- Open Access
PEST sequences in the malaria parasite Plasmodium falciparum: a genomic study
Malaria Journal volume 2, Article number: 16 (2003)
Inhibitors of the protease calpain are known to have selectively toxic effects on Plasmodium falciparum. The enzyme has a natural inhibitor calpastatin and in eukaryotes is responsible for turnover of proteins containing short sequences enriched in certain amino acids (PEST sequences). The genome of P. falciparum was searched for this protease, its natural inhibitor and putative substrates.
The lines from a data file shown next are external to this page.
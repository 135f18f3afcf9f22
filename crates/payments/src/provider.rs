//! Provider-agnostic hosted-checkout contract.

use std::collections::HashMap;

use async_trait::async_trait;
use thiserror::Error;

use tutorhub_core::{Amount, DomainError};

/// Everything needed to open one hosted payment session.
#[derive(Debug, Clone)]
pub struct CreateSessionRequest {
    pub amount: Amount,
    pub currency: String,
    pub description: String,
    pub metadata: HashMap<String, String>,
    pub success_url: String,
    pub cancel_url: String,
}

/// A hosted session as the provider reports it.
#[derive(Debug, Clone, PartialEq, Eq)]
pub struct HostedSession {
    pub id: String,
    /// Redirect target for the browser. Providers may omit it on retrieval
    /// of an already-completed session.
    pub url: String,
    pub metadata: HashMap<String, String>,
}

#[derive(Debug, Error)]
pub enum ProviderError {
    #[error("unknown checkout session: {0}")]
    UnknownSession(String),

    #[error("provider request failed: {0}")]
    Upstream(String),
}

impl From<ProviderError> for DomainError {
    fn from(err: ProviderError) -> Self {
        match err {
            ProviderError::UnknownSession(id) => {
                DomainError::not_found(format!("checkout session {id}"))
            }
            ProviderError::Upstream(msg) => DomainError::upstream(msg),
        }
    }
}

/// Opaque hosted-checkout provider: open a session, read it back later.
///
/// `retrieve_session` is a pure read and safe to call repeatedly.
#[async_trait]
pub trait CheckoutProvider: Send + Sync {
    /// Provider name, recorded as the payment method on fulfilled bookings.
    fn name(&self) -> &'static str;

    async fn create_session(
        &self,
        request: CreateSessionRequest,
    ) -> Result<HostedSession, ProviderError>;

    async fn retrieve_session(&self, session_id: &str) -> Result<HostedSession, ProviderError>;
}
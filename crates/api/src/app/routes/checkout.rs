use std::sync::Arc;

use axum::{
    Extension, Json, Router,
    extract::Path,
    http::StatusCode,
    response::Response,
    routing::{get, post},
};

use tutorhub_core::{Amount, CourseId, DomainError, TutorId};
use tutorhub_infra::CheckoutRequest;
use tutorhub_payments::Fulfillment;
use tutorhub_scheduling::SessionKind;

use crate::app::dto::{self, InitiateCheckoutRequest};
use crate::app::errors::{ApiResult, json_ok};
use crate::app::services::AppServices;
use crate::context::AuthContext;

pub fn router() -> Router {
    Router::new()
        .route("/", post(initiate))
        .route("/sessions/:id", get(resolve_session))
        .route("/sessions/:id/fulfill", post(fulfill_session))
}

fn fulfillment_from_body(body: &InitiateCheckoutRequest) -> Result<Fulfillment, DomainError> {
    match body.fulfillment_type.as_str() {
        "enrollment" => {
            if body.tutor_id.is_some() || body.session_date.is_some() || body.session_kind.is_some()
            {
                return Err(DomainError::validation(
                    "session fields are not allowed for enrollment checkout",
                ));
            }
            Ok(Fulfillment::Enrollment)
        }
        "session" => {
            let tutor_id: TutorId = body
                .tutor_id
                .as_deref()
                .ok_or_else(|| DomainError::validation("session checkout requires tutor_id"))?
                .parse()?;
            let scheduled_at = body.session_date.ok_or_else(|| {
                DomainError::validation("session checkout requires session_date")
            })?;
            let kind = match body.session_kind.as_deref() {
                Some(raw) => raw.parse()?,
                None => SessionKind::Individual,
            };
            Ok(Fulfillment::Session {
                tutor_id,
                scheduled_at,
                kind,
            })
        }
        other => Err(DomainError::validation(format!(
            "fulfillment_type must be enrollment or session; got '{other}'"
        ))),
    }
}

/// `POST /checkout` — opens a hosted payment session for the authenticated
/// learner and returns the redirect.
pub async fn initiate(
    Extension(services): Extension<Arc<AppServices>>,
    Extension(auth): Extension<AuthContext>,
    Json(body): Json<InitiateCheckoutRequest>,
) -> ApiResult<Response> {
    let course_id: CourseId = body.course_id.parse()?;
    let amount = Amount::positive(body.amount_minor)?;
    let fulfillment = fulfillment_from_body(&body)?;

    let redirect = services
        .checkout()
        .initiate(
            auth.user_id(),
            CheckoutRequest {
                course_id,
                amount,
                fulfillment,
            },
        )
        .await?;
    Ok(json_ok(StatusCode::CREATED, dto::redirect_to_json(&redirect)))
}

/// `GET /checkout/sessions/:id` — pure read of the session's purchase
/// intent.
pub async fn resolve_session(
    Extension(services): Extension<Arc<AppServices>>,
    Path(id): Path<String>,
) -> ApiResult<Response> {
    let intent = services.checkout().resolve(&id).await?;
    Ok(json_ok(StatusCode::OK, dto::intent_to_json(&intent)))
}

/// `POST /checkout/sessions/:id/fulfill` — one fulfillment attempt.
pub async fn fulfill_session(
    Extension(services): Extension<Arc<AppServices>>,
    Extension(auth): Extension<AuthContext>,
    Path(id): Path<String>,
) -> ApiResult<Response> {
    let outcome = services
        .checkout()
        .fulfill(Some(auth.user_id()), &id)
        .await?;
    Ok(json_ok(StatusCode::OK, dto::outcome_to_json(&outcome)))
}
The publicly available P. falciparum genome was found to have too many errors to permit reliable analysis. An earlier annotation of chromosome 2 was instead examined. PEST scores were determined for all annotated proteins. The published genome was searched for calpain and calpastatin homologs.
Typical PEST sequences were found in 13% of the proteins on chromosome 2, including a surprising number of cell-surface proteins. The annotated calpain gene has a non-biological "intron" that appears to have been created to avoid an unrecognized frameshift. Only the catalytic domain has significant similarity with the vertebrate calpains. No calpastatin homologs were found in the published annotation.
A calpain gene is present in the genome and many putative substrates of this enzyme have been found. Calpastatin homologs may be found once the re-annotation is completed. Given the selective toxicity of calpain inhibitors, this enzyme may be worth exploring further as a potential drug target.
Calpain (EC 18.104.22.168) is a Ca2+-dependent cysteine protease first isolated in 1978, with a pH optimum between 7.0 and 8.0. There are at least 15 distinct calpain genes present in the human genome and several have a number of isoforms (up to 10). Along with the ATP-dependent proteasome, calpain appears to be responsible for the majority of non-lysosomal targeted proteolysis. It is a member of the papain superfamily  a group of proteases that includes papain, calpain, streptopain, ubiquitin-specific peptidases and many families of viral cysteine endopeptidases. Calpain is a protein of ancient origin with homologues found in vertebrates, insects, crustaceans, nematodes, fungi, higher plants, Dictyostelium, kinetoplastid Protozoa, and bacteria  and evolved from a gene fusion event between an N-terminal cysteine protease and a C-terminal calmodulin-like protein, an event predating the eukaryote/prokaryote divergence .
The enzyme cleaves preferentially on the C-terminal side of tyrosine, methionine or arginine, preceded by leucine or valine (i.e. P1 = Y, M, or R; P2 = L or V according to the established nomenclature ). Calpain occurs either as a heterodimer with a small regulatory subunit and a large catalytic subunit or as the catalytic subunit alone . It has been crystallised and its structure has been solved for several species [6, 7]. The active site consists of a conserved triad of cysteine, asparagine and histidine. The catalytic domain is divided into two subdomains (2a and 2b) with the cysteine residue lying in domain 2a and the histidine and asparagine in 2b. Calpain has a natural monomeric protein inhibitor, calpastatin . In the presence of Ca2+, calpain undergoes a conformational change, dissociates from or cleaves the associated calpastatin and finally cleaves its own first domain to become fully active.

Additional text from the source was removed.